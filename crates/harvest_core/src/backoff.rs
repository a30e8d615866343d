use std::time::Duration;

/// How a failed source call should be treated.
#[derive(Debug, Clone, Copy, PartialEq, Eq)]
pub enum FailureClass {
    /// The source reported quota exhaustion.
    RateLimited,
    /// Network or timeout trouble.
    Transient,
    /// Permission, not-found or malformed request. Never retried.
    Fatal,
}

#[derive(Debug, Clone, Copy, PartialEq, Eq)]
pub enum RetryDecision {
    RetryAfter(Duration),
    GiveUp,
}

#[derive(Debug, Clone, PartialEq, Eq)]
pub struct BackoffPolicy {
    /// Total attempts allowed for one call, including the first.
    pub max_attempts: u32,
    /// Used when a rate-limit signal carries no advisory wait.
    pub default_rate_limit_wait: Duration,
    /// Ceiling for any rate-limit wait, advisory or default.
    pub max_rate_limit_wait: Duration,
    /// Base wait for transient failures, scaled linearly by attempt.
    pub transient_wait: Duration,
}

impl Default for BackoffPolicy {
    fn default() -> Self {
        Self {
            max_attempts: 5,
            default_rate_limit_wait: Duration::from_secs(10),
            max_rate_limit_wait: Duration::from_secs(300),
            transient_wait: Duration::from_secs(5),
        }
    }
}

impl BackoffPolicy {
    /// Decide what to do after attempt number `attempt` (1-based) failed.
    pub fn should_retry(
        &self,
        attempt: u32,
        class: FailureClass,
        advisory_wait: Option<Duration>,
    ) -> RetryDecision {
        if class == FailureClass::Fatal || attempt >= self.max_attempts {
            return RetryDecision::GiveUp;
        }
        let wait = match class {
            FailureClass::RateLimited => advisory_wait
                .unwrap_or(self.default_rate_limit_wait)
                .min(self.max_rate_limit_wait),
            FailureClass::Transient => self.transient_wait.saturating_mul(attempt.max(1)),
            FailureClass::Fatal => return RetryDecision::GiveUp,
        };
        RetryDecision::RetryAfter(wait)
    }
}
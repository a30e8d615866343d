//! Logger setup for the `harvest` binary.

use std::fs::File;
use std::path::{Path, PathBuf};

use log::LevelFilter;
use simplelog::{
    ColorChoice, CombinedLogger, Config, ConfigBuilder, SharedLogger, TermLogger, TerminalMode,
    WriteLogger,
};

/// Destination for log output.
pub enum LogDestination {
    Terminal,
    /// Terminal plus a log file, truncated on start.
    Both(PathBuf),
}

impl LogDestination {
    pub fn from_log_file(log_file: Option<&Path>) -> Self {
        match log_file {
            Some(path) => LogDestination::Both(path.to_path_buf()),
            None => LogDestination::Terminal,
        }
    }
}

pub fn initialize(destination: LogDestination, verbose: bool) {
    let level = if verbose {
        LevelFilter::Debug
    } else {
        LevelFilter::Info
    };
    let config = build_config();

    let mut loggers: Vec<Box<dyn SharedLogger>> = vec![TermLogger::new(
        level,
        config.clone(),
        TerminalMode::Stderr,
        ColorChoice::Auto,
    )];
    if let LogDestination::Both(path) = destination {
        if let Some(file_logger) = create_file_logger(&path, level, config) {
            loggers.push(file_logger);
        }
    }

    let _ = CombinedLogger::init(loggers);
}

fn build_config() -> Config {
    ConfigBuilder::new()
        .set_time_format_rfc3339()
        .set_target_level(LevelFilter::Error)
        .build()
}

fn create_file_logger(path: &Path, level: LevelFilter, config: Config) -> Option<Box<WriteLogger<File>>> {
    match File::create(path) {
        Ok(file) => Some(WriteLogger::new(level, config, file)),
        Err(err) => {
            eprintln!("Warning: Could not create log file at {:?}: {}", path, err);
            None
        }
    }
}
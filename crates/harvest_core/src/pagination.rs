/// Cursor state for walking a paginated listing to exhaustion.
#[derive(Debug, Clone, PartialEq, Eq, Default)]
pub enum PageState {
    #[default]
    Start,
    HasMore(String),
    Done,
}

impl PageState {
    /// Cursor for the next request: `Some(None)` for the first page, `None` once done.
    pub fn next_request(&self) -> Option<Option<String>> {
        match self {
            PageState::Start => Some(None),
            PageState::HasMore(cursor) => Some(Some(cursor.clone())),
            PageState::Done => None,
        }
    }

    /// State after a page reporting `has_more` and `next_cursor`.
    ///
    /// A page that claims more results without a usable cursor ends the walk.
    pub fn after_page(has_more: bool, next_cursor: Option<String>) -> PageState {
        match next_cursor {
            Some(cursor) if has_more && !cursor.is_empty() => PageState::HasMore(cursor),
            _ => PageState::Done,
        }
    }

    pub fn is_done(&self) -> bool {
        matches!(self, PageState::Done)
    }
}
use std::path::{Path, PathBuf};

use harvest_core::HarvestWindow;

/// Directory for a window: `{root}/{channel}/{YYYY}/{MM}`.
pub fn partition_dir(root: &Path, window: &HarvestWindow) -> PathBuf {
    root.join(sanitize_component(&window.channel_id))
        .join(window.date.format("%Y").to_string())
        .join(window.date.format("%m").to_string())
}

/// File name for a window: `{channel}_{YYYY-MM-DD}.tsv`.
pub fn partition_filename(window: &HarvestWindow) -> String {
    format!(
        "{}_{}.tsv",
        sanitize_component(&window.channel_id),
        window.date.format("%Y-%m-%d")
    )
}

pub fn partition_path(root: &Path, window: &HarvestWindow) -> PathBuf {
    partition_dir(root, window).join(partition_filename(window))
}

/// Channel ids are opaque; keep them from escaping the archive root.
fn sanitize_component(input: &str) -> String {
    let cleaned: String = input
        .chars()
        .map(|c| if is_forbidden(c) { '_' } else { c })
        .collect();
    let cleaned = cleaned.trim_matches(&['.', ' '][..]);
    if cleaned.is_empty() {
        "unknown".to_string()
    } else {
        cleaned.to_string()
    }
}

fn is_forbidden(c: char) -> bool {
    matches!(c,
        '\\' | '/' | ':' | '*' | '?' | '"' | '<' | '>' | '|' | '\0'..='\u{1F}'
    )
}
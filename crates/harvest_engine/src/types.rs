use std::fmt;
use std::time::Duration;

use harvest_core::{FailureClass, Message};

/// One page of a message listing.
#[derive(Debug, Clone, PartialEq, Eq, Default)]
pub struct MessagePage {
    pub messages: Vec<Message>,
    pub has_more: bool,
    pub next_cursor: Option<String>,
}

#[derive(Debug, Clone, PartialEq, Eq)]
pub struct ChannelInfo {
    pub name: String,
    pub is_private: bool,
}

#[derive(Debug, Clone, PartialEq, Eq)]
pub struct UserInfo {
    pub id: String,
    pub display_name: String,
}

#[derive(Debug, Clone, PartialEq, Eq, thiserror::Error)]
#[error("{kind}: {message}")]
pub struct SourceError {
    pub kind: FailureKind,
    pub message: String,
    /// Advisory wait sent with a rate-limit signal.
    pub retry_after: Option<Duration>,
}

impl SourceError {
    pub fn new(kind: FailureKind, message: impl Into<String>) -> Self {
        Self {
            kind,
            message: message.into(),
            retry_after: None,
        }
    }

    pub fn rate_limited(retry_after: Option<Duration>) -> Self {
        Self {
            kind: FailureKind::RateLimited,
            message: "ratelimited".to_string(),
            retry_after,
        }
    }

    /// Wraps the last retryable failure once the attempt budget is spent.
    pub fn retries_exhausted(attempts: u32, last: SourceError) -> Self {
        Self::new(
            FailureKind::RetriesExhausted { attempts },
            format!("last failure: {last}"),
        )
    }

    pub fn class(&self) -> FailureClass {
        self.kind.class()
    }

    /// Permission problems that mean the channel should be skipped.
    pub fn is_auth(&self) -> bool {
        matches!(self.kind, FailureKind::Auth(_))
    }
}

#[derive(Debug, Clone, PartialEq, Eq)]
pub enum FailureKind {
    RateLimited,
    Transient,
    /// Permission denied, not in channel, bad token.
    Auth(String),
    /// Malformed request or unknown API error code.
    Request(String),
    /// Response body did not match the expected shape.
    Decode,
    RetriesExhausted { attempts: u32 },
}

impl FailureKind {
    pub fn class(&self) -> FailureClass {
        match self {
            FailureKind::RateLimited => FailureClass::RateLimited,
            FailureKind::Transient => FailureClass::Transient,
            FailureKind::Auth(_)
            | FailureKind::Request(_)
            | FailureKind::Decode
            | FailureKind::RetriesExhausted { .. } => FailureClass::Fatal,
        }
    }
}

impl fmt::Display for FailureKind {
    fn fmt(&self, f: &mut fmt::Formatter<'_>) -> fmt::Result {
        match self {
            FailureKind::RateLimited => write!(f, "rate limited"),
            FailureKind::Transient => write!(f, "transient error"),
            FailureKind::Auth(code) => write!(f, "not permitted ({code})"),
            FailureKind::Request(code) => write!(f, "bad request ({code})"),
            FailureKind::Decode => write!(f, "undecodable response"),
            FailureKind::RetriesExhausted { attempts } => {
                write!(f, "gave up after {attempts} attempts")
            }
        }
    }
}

- [WORK INSTRUCTIONS] The reply is a bare number: how many lines above include "failed".

- [COMPLETED EXERCISE] 2